The 1M7 was initially identified as a general purpose SHAPE reagent because of its short reaction half-life of 14 s and its ability to address the flexibility of all four ribonucleotides with a similar reactivity [
23]. BzCN, on the other hand, is supremely suited for time-resolving RNA structures due to its extremely short but still manageable half-life of 0.25 s at 37 °C [
10]. To our knowledge, a direct comparison of the reactivity of these two SHAPE reagents has never been tested before for RNA pools. Only one study tackled this point, testing the reactivity of 1M7 and BzCN on one isolated RNA molecule, RNase P RNA [
10]. That was the first experiment reporting BzCN utility in SHAPE, by Mortimer and Weeks, and they reported a robust correlation between 1M7 and BzCN reactivity on RNase P RNA. We have, therefore, examined the adduct detection rates of 1M7 and BzCN-treated human mRNAs. It appeared that BzCN showed a pattern of MaP mutation rates markedly different from that of 1M7. In general, 1M7 generated more robust mutation profiles, and it produced more structured information than BzCN. Overall, these results demonstrate that 1M7 is a robust human mRNA modifier in vitro, whereas BzCN performs less efficiently. These differences between the reagents observed in our study might be due to the type of RNA we used rather than the type of mRNA modification protocol since BzCN has been previously shown to be a potent in vitro modification reagent [
10,
24].
Altogether, our results reveal that the latest member of the SuperSscript RT family, SSIV, in combination with Mn2+-containing buffer, outperforms SSII in the mutational profiling of human mRNAs. However, the high sensitivity of mutational detection is coupled with an Mn2+-induced decrease of a readthrough of SHAPE adducts, revealing a novel role of Mn2+ in the modulation of reverse transcriptase activity.
4. Materials and Methods
4.1. Cell Line
HEK293 cells were obtained from ATCC and maintained in DMEM (Biowest, Nuaillé, France) supplemented with 10% FBS, 10,000 units/mL penicillin G, 10 mg/mL streptomycin sulfate, and 25 μg/mL amphotericin B.
4.2. RNA Isolation
Total RNA was isolated using TRI Reagent (Mercator Medical S.A., Kraków, Poland), following the manufacturer’s instruction, and stored at −80 °C. The concentration of the total RNA was measured with a Qbit fluorometer using RNA HS assay. The quality of the total cellular RNA was verified using an Agilent Bioanalyzer 2100 with an RNA Nano 6000 kit (Total RNA assay, Agilent Technologies, Inc., Santa Clara, CA, USA). The mRNA was isolated from the total RNA with Magnetight oligo (dT) particles (Merck, Darmstadt, Germany), Dynabeads Oligo (dT)25 (Thermo Fisher Scientific Inc., Waltham, MA, USA), or Poly(A)Purist MAG kit (Thermo Fisher Scientific Inc., Waltham, MA, USA), following the manufacturer’s instruction, and stored at −80 °C. The concentration, integrity, and purity of the mRNA samples were assessed using an Agilent Bioanalyzer 2100 with RNA Nano 6000 kit (mRNA assay, Agilent Technologies, Inc., Santa Clara, CA, USA).
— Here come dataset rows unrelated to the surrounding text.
// Host metric readers: procfs/sysfs first, sysinfo where procfs is unavailable.
// Every reader degrades to None; none of them returns an error to the sampler.

mod linux;
pub mod thermal;

use crate::config::HostConfig;
use crate::models::{
    CpuTimesSnapshot, DiskSnapshot, HostIdentity, HostReadings, MemorySnapshot, NetworkIoSnapshot,
};
use crate::rates::{clamp_percent, round1};
use std::path::{Path, PathBuf};
use std::sync::{Arc, Mutex};
use sysinfo::{CpuRefreshKind, Disks, Networks, System};
use tracing::instrument;

pub struct HostReader {
    proc_root: PathBuf,
    sys_root: PathBuf,
    disk_mount: String,
    platform_fallback: bool,
    sys: Arc<Mutex<System>>,
    disks: Arc<Mutex<Disks>>,
    networks: Arc<Mutex<Networks>>,
}

impl Default for HostReader {
    fn default() -> Self {
        Self::new(&HostConfig::default())
    }
}

impl HostReader {
    pub fn new(config: &HostConfig) -> Self {
        let mut sys = System::new();
        sys.refresh_memory();
        sys.refresh_cpu_list(CpuRefreshKind::nothing());
        Self {
            proc_root: config.proc_root.clone(),
            sys_root: config.sys_root.clone(),
            disk_mount: config.disk_mount.clone(),
            platform_fallback: config.platform_fallback,
            sys: Arc::new(Mutex::new(sys)),
            disks: Arc::new(Mutex::new(Disks::new_with_refreshed_list())),
            networks: Arc::new(Mutex::new(Networks::new_with_refreshed_list())),
        }
    }

    pub fn disk_mount(&self) -> &str {
        &self.disk_mount
    }

    pub fn read_cpu_times(&self) -> Option<CpuTimesSnapshot> {
        let content = std::fs::read_to_string(self.proc_root.join("stat")).ok()?;
        linux::parse_proc_stat(&content)
    }

    pub fn read_memory(&self) -> Option<MemorySnapshot> {
        let from_proc = std::fs::read_to_string(self.proc_root.join("meminfo"))
            .ok()
            .and_then(|c| linux::parse_meminfo(&c));
        let (total, available) = match from_proc {
            Some(pair) => pair,
            None if self.platform_fallback => {
                let mut sys = self.sys.lock().ok()?;
                sys.refresh_memory();
                (sys.total_memory(), sys.available_memory())
            }
            None => return None,
        };
        memory_snapshot(total, available)
    }

    pub fn read_disk(&self, mount: &str) -> Option<DiskSnapshot> {
        let mut disks = self.disks.lock().ok()?;
        disks.refresh(false);
        let target = Path::new(mount);
        let disk = disks
            .list()
            .iter()
            .filter(|d| target.starts_with(d.mount_point()))
            .max_by_key(|d| d.mount_point().as_os_str().len())?;
        Some(disk_snapshot(mount, disk.total_space(), disk.available_space()))
    }

    pub fn read_cpu_temp_c(&self) -> Option<f64> {
        thermal::select_cpu_temp(&thermal::scan_candidates(&self.sys_root))
    }

    pub fn read_network(&self) -> Option<NetworkIoSnapshot> {
        match std::fs::read_to_string(self.proc_root.join("net/dev")) {
            Ok(content) => linux::parse_proc_net_dev(&content),
            Err(_) if self.platform_fallback => self.read_network_sysinfo(),
            Err(_) => None,
        }
    }

    fn read_network_sysinfo(&self) -> Option<NetworkIoSnapshot> {
        let mut networks = self.networks.lock().ok()?;
        networks.refresh(true);
        let (rx_bytes, tx_bytes) = networks
            .list()
            .iter()
            .filter(|(name, _)| !is_loopback(name))
            .fold((0u64, 0u64), |(rx, tx), (_, data)| {
                (
                    rx.saturating_add(data.total_received()),
                    tx.saturating_add(data.total_transmitted()),
                )
            });
        if rx_bytes == 0 && tx_bytes == 0 {
            return None;
        }
        Some(NetworkIoSnapshot { rx_bytes, tx_bytes })
    }

    /// All readers for one tick, synchronously.
    pub fn read_all_blocking(&self) -> HostReadings {
        HostReadings {
            cpu_times: self.read_cpu_times(),
            memory: self.read_memory(),
            disk: self.read_disk(&self.disk_mount),
            cpu_temp_c: self.read_cpu_temp_c(),
            network: self.read_network(),
        }
    }

    /// All readers for one tick, off the async runtime.
    #[instrument(skip(self), fields(reader = "host", operation = "read_all"))]
    pub async fn read_all(self: &Arc<Self>) -> HostReadings {
        let reader = Arc::clone(self);
        match tokio::task::spawn_blocking(move || reader.read_all_blocking()).await {
            Ok(readings) => readings,
            Err(e) => {
                tracing::warn!(error = %e, operation = "read_all", "host reader task failed");
                HostReadings::default()
            }
        }
    }

    pub fn host_identity(&self) -> HostIdentity {
        let load = System::load_average();
        let (cores, brand) = match self.sys.lock() {
            Ok(sys) => (
                sys.cpus().len(),
                sys.cpus()
                    .first()
                    .map(|c| c.brand().trim().to_string())
                    .filter(|s| !s.is_empty()),
            ),
            Err(_) => (0, None),
        };
        HostIdentity {
            cores,
            model: linux::read_cpu_model(&self.proc_root).or(brand),
            load_avg: [round1(load.one), round1(load.five), round1(load.fifteen)],
        }
    }
}

fn is_loopback(name: &str) -> bool {
    name == "lo" || name.starts_with("lo0") || name.eq_ignore_ascii_case("loopback")
}

/// Bound available to [0, total] before deriving used bytes.
pub fn memory_snapshot(total: u64, available: u64) -> Option<MemorySnapshot> {
    if total == 0 {
        return None;
    }
    let available = available.min(total);
    let used = total - available;
    Some(MemorySnapshot {
        total_bytes: total,
        available_bytes: available,
        used_bytes: used,
        usage_percent: round1(clamp_percent(used as f64 / total as f64 * 100.0)),
    })
}

/// Bound free to [0, total]; usage is unknown for a zero-capacity filesystem.
pub fn disk_snapshot(mount: &str, total: u64, free: u64) -> DiskSnapshot {
    if total == 0 {
        return DiskSnapshot {
            mount_path: mount.to_string(),
            total_bytes: 0,
            free_bytes: 0,
            used_bytes: 0,
            usage_percent: None,
        };
    }
    let free = free.min(total);
    let used = total - free;
    DiskSnapshot {
        mount_path: mount.to_string(),
        total_bytes: total,
        free_bytes: free,
        used_bytes: used,
        usage_percent: Some(round1(clamp_percent(used as f64 / total as f64 * 100.0))),
    }
}
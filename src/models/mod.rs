// Domain models

mod network_usage;
mod report;
mod sample;

pub use network_usage::{
    ByteTotals, CurrentRate, DailyUsage, NetworkUsageRow, NetworkUsageSummary, RatePoint,
    UsageDeltaPoint, UsageSnapshot, UsageTotals,
};
pub use report::{
    CpuReport, DiskReport, MemoryReport, MetricsReport, SamplePoint, ThermalReport, WindowStats,
};
pub use sample::{
    CompositeSample, CpuTimesSnapshot, DiskSnapshot, HostIdentity, HostReadings, MemorySnapshot,
    NetworkIoSnapshot,
};
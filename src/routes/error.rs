// Error responses. Sensor absence is never an error; only the store can fail a request.

use axum::Json;
use axum::http::StatusCode;
use axum::response::{IntoResponse, Response};

#[derive(Debug, thiserror::Error)]
pub enum ApiError {
    #[error("network usage store unavailable: {0}")]
    Store(#[from] anyhow::Error),
}

impl IntoResponse for ApiError {
    fn into_response(self) -> Response {
        tracing::warn!(error = %self, "request failed");
        let body = Json(serde_json::json!({ "error": self.to_string() }));
        (StatusCode::INTERNAL_SERVER_ERROR, body).into_response()
    }
}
4.3. Chemical Modification of RNA
A total of 1 µg of purified mRNA was folded by a 95 °C denaturation, a quick cool to 4 °C, followed by 20 min incubation at 37 °C in 100 mM HEPES pH 8.0, 10 mM MgCl2, and 100 mM NaCl. Samples were then modified for 5 hydrolysis half-lives of the SHAPE reagents: 5 min at 37 °C with 10 mM 1-methyl-7-nitroisatoic anhydride (1M7), 15 s at 25 °C with 40 mM or 80 mM benzoyl cyanide (BzCN), and 5 s at 37 °C with 40 mM or 80 mM BzCN. A control sample containing DMSO instead of a SHAPE reagent was included. Modified RNA was then cleaned up and eluted in RNase-free water using RNA Clean and Concentrator-5 (Zymo Research, Irvine, CA, USA) and stored at −20 °C. The concentration, integrity, and purity of modified mRNA samples were assessed using an Agilent Bioanalyzer 2100 with an RNA Nano 6000 kit (mRNA assay, Agilent Technologies, Inc., Santa Clara, CA, USA).
4.4. Reverse Transcription
A total of 200 ng of the modified RNA was subjected to reverse transcription with random 9-mer primers (New England Biolabs, Ipswich, MA, USA). Primers were annealed by incubation at 65 °C for 5 min. We have used the following protocols: SuperScript II Reverse Transcriptase (SSII, Thermo Fisher Scientific) with Mn2+ buffer (SSII-Mn2+), SuperScript IV Reverse Transcriptase (SSIV, Thermo Fisher Scientific Inc., Waltham, MA, USA) with Mn2+ buffer (SSIV-Mn2+), and a standard SSIV buffer (SSIV) and TGIRT-III Enzyme (InGex, St Louis, MO, USA) with a standard TGIRT buffer (TGIRT, InGex, St Louis, MO, USA)). The conditions of reverse transcription were as follows.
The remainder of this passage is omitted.